We all know very well that in Zimbabwe and the world-over, we do not have diagnostic equipment which can tell us who gave HIV to the other and at what time. There is an assumption that whoever has manifested the disease first is the one who transmitted the virus. It can be anybody and it could be the other way round. If you are a woman and suddenly you find yourself positive, you will not tell your partner because of this law yet if the law was not there you would tell your partner and go and access ARVs to live happily ever after.
 
Hon Dr Ruth Labode, 2018

 

Zimbabwe was, in fact, the first African country to enact an HIV-specific criminal law, including it in the Sexual Offences Act of 2001. The law, which was supported by women’s rights groups who sought to address violence against women, made a criminal of anyone diagnosed HIV-positive who “intentionally does anything or permits the doing of anything” which (s)he “knows … will infect another person with HIV”.

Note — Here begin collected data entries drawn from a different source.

impl<R, S> ForecastService<R, S>
where
    R: FarmDataReader,
    S: PredictionStore,
{
    pub fn new(reader: Arc<R>, store: Arc<S>) -> Self {
        Self {
            reader,
            store,
            alerts: Arc::new(NoopAlertSink),
            config: ForecastConfig::default(),
            run_lock: tokio::sync::Mutex::new(()),
        }
    }

    pub fn with_config(mut self, config: ForecastConfig) -> Self {
        self.config = config;
        self
    }

    pub fn with_alert_sink(mut self, sink: Arc<dyn CriticalAlertSink>) -> Self {
        self.alerts = sink;
        self
    }

    /// Forecast one population at the injected instant.
    pub async fn forecast_population_at(
        &self,
        population: PopulationId,
        horizon_days: u32,
        now: DateTime<Utc>,
    ) -> Result<Prediction, ServiceError> {
        let (history, history_defaulted) = match self
            .reader
            .count_history(population, self.config.history_window_days)
            .await
        {
            Ok(history) => (history, false),
            Err(e) => {
                warn!(population = %population, error = %e, "count history read failed, using empty history");
                (Vec::new(), true)
            }
        };

        let (temperature, temperature_defaulted) =
            match self.reader.latest_temperature(population).await {
                Ok(Some(t)) => (t, false),
                Ok(None) => (DEFAULT_TEMPERATURE, true),
                Err(e) => {
                    warn!(population = %population, error = %e, "temperature read failed, assuming {DEFAULT_TEMPERATURE}°C");
                    (DEFAULT_TEMPERATURE, true)
                }
            };

        let (treatments, treatments_defaulted) = match self
            .reader
            .recent_treatments(population, self.config.treatment_window_days)
            .await
        {
            Ok(treatments) => (treatments, false),
            Err(e) => {
                warn!(population = %population, error = %e, "treatment read failed, assuming none");
                (Vec::new(), true)
            }
        };

        validate_inputs(&history, temperature)?;

        let mut prediction = forecast_at(
            population,
            ForecastInputs { history: &history, temperature, treatments: &treatments },
            horizon_days,
            now,
        );
        prediction.defaults_used.history = history_defaulted;
        prediction.defaults_used.temperature = temperature_defaulted;
        prediction.defaults_used.treatments = treatments_defaulted;
        Ok(prediction)
    }

    /// Forecast one population against the wall clock.
    pub async fn forecast_population(
        &self,
        population: PopulationId,
        horizon_days: u32,
    ) -> Result<Prediction, ServiceError> {
        self.forecast_population_at(population, horizon_days, Utc::now()).await
    }

    async fn fleet_forecasts_at(
        &self,
        horizon_days: u32,
        now: DateTime<Utc>,
    ) -> Result<FleetBatch, ServiceError> {
        // The fleet enumeration itself has no sensible default; if it fails
        // the whole run fails.
        let populations = self.reader.active_populations().await?;

        let mut predictions = Vec::with_capacity(populations.len());
        let mut skipped = 0;
        for population in populations {
            match self.forecast_population_at(population, horizon_days, now).await {
                Ok(prediction) => predictions.push(prediction),
                Err(e) => {
                    error!(population = %population, horizon_days, error = %e, "forecast failed, skipping population");
                    skipped += 1;
                }
            }
        }
        Ok(FleetBatch { predictions, skipped })
    }

    /// Compute the fleet's forecasts for one horizon (no persistence).
    pub async fn generate_forecasts(
        &self,
        horizon_days: u32,
    ) -> Result<Vec<Prediction>, ServiceError> {
        Ok(self.fleet_forecasts_at(horizon_days, Utc::now()).await?.predictions)
    }

    /// Persist one batch atomically.
    pub async fn persist_forecasts(&self, batch: &[Prediction]) -> Result<(), ServiceError> {
        self.store.append_predictions(batch).await?;
        info!(count = batch.len(), "stored forecast batch");
        Ok(())
    }

    /// Compute (and record) a composite risk score at the injected instant.
    ///
    /// Each scorer input degrades to its own default independently.
    pub async fn compute_risk_score_at(
        &self,
        population: PopulationId,
        now: DateTime<Utc>,
    ) -> Result<RiskScore, ServiceError> {
        let prediction = self.forecast_population_at(population, 7, now).await?;

        let mortality = match self
            .reader
            .mortality_rate(population, self.config.mortality_window_days)
            .await
        {
            Ok(Some(avg)) => scorer::mortality_score(avg),
            Ok(None) => DEFAULT_MORTALITY_SCORE,
            Err(e) => {
                warn!(population = %population, error = %e, "mortality read failed, using default score");
                DEFAULT_MORTALITY_SCORE
            }
        };

        let environment = match self.reader.environment_quality(population).await {
            Ok(Some(quality)) => scorer::environment_score(&quality),
            Ok(None) => DEFAULT_ENVIRONMENT_SCORE,
            Err(e) => {
                warn!(population = %population, error = %e, "environment read failed, using default score");
                DEFAULT_ENVIRONMENT_SCORE
            }
        };

        let treatment = match self
            .reader
            .recent_treatments(population, self.config.effectiveness_window_days)
            .await
        {
            Ok(treatments) if !treatments.is_empty() => mean_effectiveness(&treatments),
            Ok(_) => DEFAULT_TREATMENT_SCORE,
            Err(e) => {
                warn!(population = %population, error = %e, "treatment read failed, using default score");
                DEFAULT_TREATMENT_SCORE
            }
        };

        let components = ComponentScores {
            lice: scorer::lice_score(prediction.exceedance_probability),
            mortality,
            environment,
            treatment,
        };
        let (overall, level) = scorer::blend(&components);

        let score = RiskScore {
            population_id: population,
            lice_score: components.lice.round() as u8,
            mortality_score: components.mortality.round() as u8,
            environment_score: components.environment.round() as u8,
            treatment_score: components.treatment.round() as u8,
            overall_score: overall,
            risk_level: level,
            computed_at: now,
        };
        self.store.record_score(&score).await?;
        Ok(score)
    }

    /// Compute (and record) a composite risk score against the wall clock.
    pub async fn compute_risk_score(
        &self,
        population: PopulationId,
    ) -> Result<RiskScore, ServiceError> {
        self.compute_risk_score_at(population, Utc::now()).await
    }

    /// One full scheduler cycle at the injected instant.
    ///
    /// Generates and persists a batch per configured horizon, refreshes the
    /// composite scores, and hands CRITICAL predictions on the alerting
    /// horizon to the sink. A persistence failure aborts the cycle: the
    /// failed batch is rolled back, already-computed predictions are
    /// discarded, and no retry is attempted; the next cycle starts clean.
    pub async fn run_cycle_at(&self, now: DateTime<Utc>) -> RunSummary {
        let _guard = self.run_lock.lock().await;
        info!("starting forecast cycle");

        let mut prediction_counts = BTreeMap::new();
        let mut skipped = 0;
        let mut criticals: Vec<Prediction> = Vec::new();
        let alert_horizon = self.config.horizons.first().copied();

        for &horizon in &self.config.horizons {
            let fleet = match self.fleet_forecasts_at(horizon, now).await {
                Ok(fleet) => fleet,
                Err(e) => {
                    error!(horizon_days = horizon, error = %e, "forecast cycle failed");
                    return RunSummary {
                        success: false,
                        prediction_counts,
                        skipped,
                        critical_count: 0,
                        error: Some(e.to_string()),
                    };
                }
            };
            skipped += fleet.skipped;

            if let Err(e) = self.store.append_predictions(&fleet.predictions).await {
                error!(horizon_days = horizon, error = %e, "failed to persist forecast batch");
                return RunSummary {
                    success: false,
                    prediction_counts,
                    skipped,
                    critical_count: 0,
                    error: Some(e.to_string()),
                };
            }

            if Some(horizon) == alert_horizon {
                criticals = fleet
                    .predictions
                    .iter()
                    .filter(|p| p.is_critical())
                    .cloned()
                    .collect();
            }
            prediction_counts.insert(horizon, fleet.predictions.len());
        }

        self.refresh_scores(now).await;

        if !criticals.is_empty() {
            warn!(
                count = criticals.len(),
                "critical lice forecasts detected, notifying alert hook"
            );
            self.alerts.notify_critical(&criticals);
        }

        let summary = RunSummary {
            success: true,
            prediction_counts,
            skipped,
            critical_count: criticals.len(),
            error: None,
        };
        info!(
            critical = summary.critical_count,
            skipped = summary.skipped,
            "forecast cycle complete"
        );
        summary
    }

    /// One full scheduler cycle against the wall clock.
    pub async fn run_cycle(&self) -> RunSummary {
        self.run_cycle_at(Utc::now()).await
    }

    /// Refresh the composite-score table for the whole fleet. Score failures
    /// degrade per population: logged, never fatal to the cycle.
    async fn refresh_scores(&self, now: DateTime<Utc>) {
        let populations = match self.reader.active_populations().await {
            Ok(populations) => populations,
            Err(e) => {
                warn!(error = %e, "skipping score refresh, population list unavailable");
                return;
            }
        };
        for population in populations {
            if let Err(e) = self.compute_risk_score_at(population, now).await {
                warn!(population = %population, error = %e, "risk score refresh failed");
            }
        }
    }
}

The law was further amended in 2006 through the enactment of section 79 of the Zimbabwe Criminal Law (Codification and Reform) Act, 2004. The new law, erroneously titled “Deliberate transmission of HIV”, did not require HIV transmission or for an accused to have an intention to transmit HIV: only that they undertake an act that includes “a real risk or possibility” of transmitting HIV. Further, section 79 was so broad it could be applied to anyone who knows they have HIV or who realises “there is a real risk or possibility” they might have HIV. The only defence was if the HIV-negative partner knew their partner had HIV and consented.

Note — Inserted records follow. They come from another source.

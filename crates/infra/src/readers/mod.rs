//! Read interfaces over farm data.
//!
//! The engine consumes these interfaces and never writes through them.
//! Implementations must deliver count history chronologically ascending and
//! treatments most-recent-first; the *service* layer, not the reader, owns
//! the degrade-to-default policy when a read fails.

mod in_memory;
mod postgres;

pub use in_memory::{FailureInjection, InMemoryFarmData, LiceCountSample};
pub use postgres::PostgresFarmDataReader;

use async_trait::async_trait;

use licewatch_core::{CountPoint, EnvironmentQuality, PopulationId, TreatmentRecord};

/// Error raised by a read interface.
///
/// Callers on the forecast path convert these into the documented defaults
/// and flag the degradation; they never abort a fleet run over one of them.
#[derive(Debug, Clone, thiserror::Error)]
pub enum ReaderError {
    /// The backing source could not be reached.
    #[error("data source unavailable: {0}")]
    Unavailable(String),

    /// The source was reachable but the query failed.
    #[error("query failed: {0}")]
    Query(String),
}

/// Read access to the observational data the engine forecasts from.
#[async_trait]
pub trait FarmDataReader: Send + Sync {
    /// Identities of all populations currently active.
    async fn active_populations(&self) -> Result<Vec<PopulationId>, ReaderError>;

    /// Chronologically ascending `(date, ratio)` points inside the trailing
    /// window. The ratio is (adult females + 0.5 × mobiles) per fish examined
    /// on the sampling day; days with zero examined fish are excluded.
    /// Empty means cold start, not failure.
    async fn count_history(
        &self,
        population: PopulationId,
        window_days: u32,
    ) -> Result<Vec<CountPoint>, ReaderError>;

    /// Most recent water temperature, if any reading exists.
    async fn latest_temperature(&self, population: PopulationId)
        -> Result<Option<f64>, ReaderError>;

    /// Completed treatments inside the trailing window, most recent first.
    async fn recent_treatments(
        &self,
        population: PopulationId,
        window_days: u32,
    ) -> Result<Vec<TreatmentRecord>, ReaderError>;

    /// Average daily mortality count over the trailing window, if recorded.
    async fn mortality_rate(
        &self,
        population: PopulationId,
        window_days: u32,
    ) -> Result<Option<f64>, ReaderError>;

    /// Most recent temperature + oxygen reading for the composite scorer.
    async fn environment_quality(
        &self,
        population: PopulationId,
    ) -> Result<Option<EnvironmentQuality>, ReaderError>;
}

There were many attempts before the first reported prosecution in 2008.  Since then, there have been at least 18 further HIV criminalisation cases, making Zimbabwe the country with the highest known rate of HIV prosecutions in Africa.

As prosecutions continued, it became apparent that Zimbabwe’s HIV-specific criminal law did not protect women. Numerous cases accused women, including where it was likely that the accused was infected by her accuser spouse (although she was diagnosed first) and where men have made allegations as revenge for complaints about domestic violence.

The disproportionate impact of the law on women was highlighted in a 2015 campaign, ‘HIV on Trial – a threat to women’s health’ by Zimbabwe Lawyer’s For Human Rights (ZLHR) at the same time that they – ultimately unsuccessfully – challenged the law at the Constitutional Court. The campaign highlighted the case of Samukelisiwe Mlilo, who features in a powerful 15 minute documentary, ‘Alone But Together – Women and Criminalisation of HIV Transmission: The story of Samukelisiwe Mlilo’.

The focus then turned to repealing the law, and by 2019 the campaign to repeal the law was in full swing, supported by a wide range of stakeholders – including HIV JUSTICE WORLDWIDE, the Zimbabwe Network of People Living with HIV (ZNPP+) and UNDP.  

That year, Zimbabwe Lawyers for Human Rights and HIV JUSTICE WORLDWIDE published a range of policy documents aimed at different stakeholders – including people living with HIV, the media and parliamentarians – highlighting six key messages:

  1. Section 79 is vague, overly broad and open to unjust application.
  2. HIV criminalisation violates human rights and increases HIV stigma.
  3. HIV criminalisation laws are unscientific.
  4. HIV criminalisation does not prevent HIV.
  5. HIV criminalisation is a barrier to HIV testing, treatment and prevention.
  6. HIV criminalisation is harmful to women.

Now that Zimbabwe has repealed its law, it’s surely only a matter of time before the other 30 countries on the African continent with HIV-specific laws follow suit.  Advocates in Kenya – where the other HIV-specific criminal law is being challenged – and in Uganda – where the HIV-specific law is also being challenged – will be especially encouraged, as should all of us fighting for HIV justice around the world.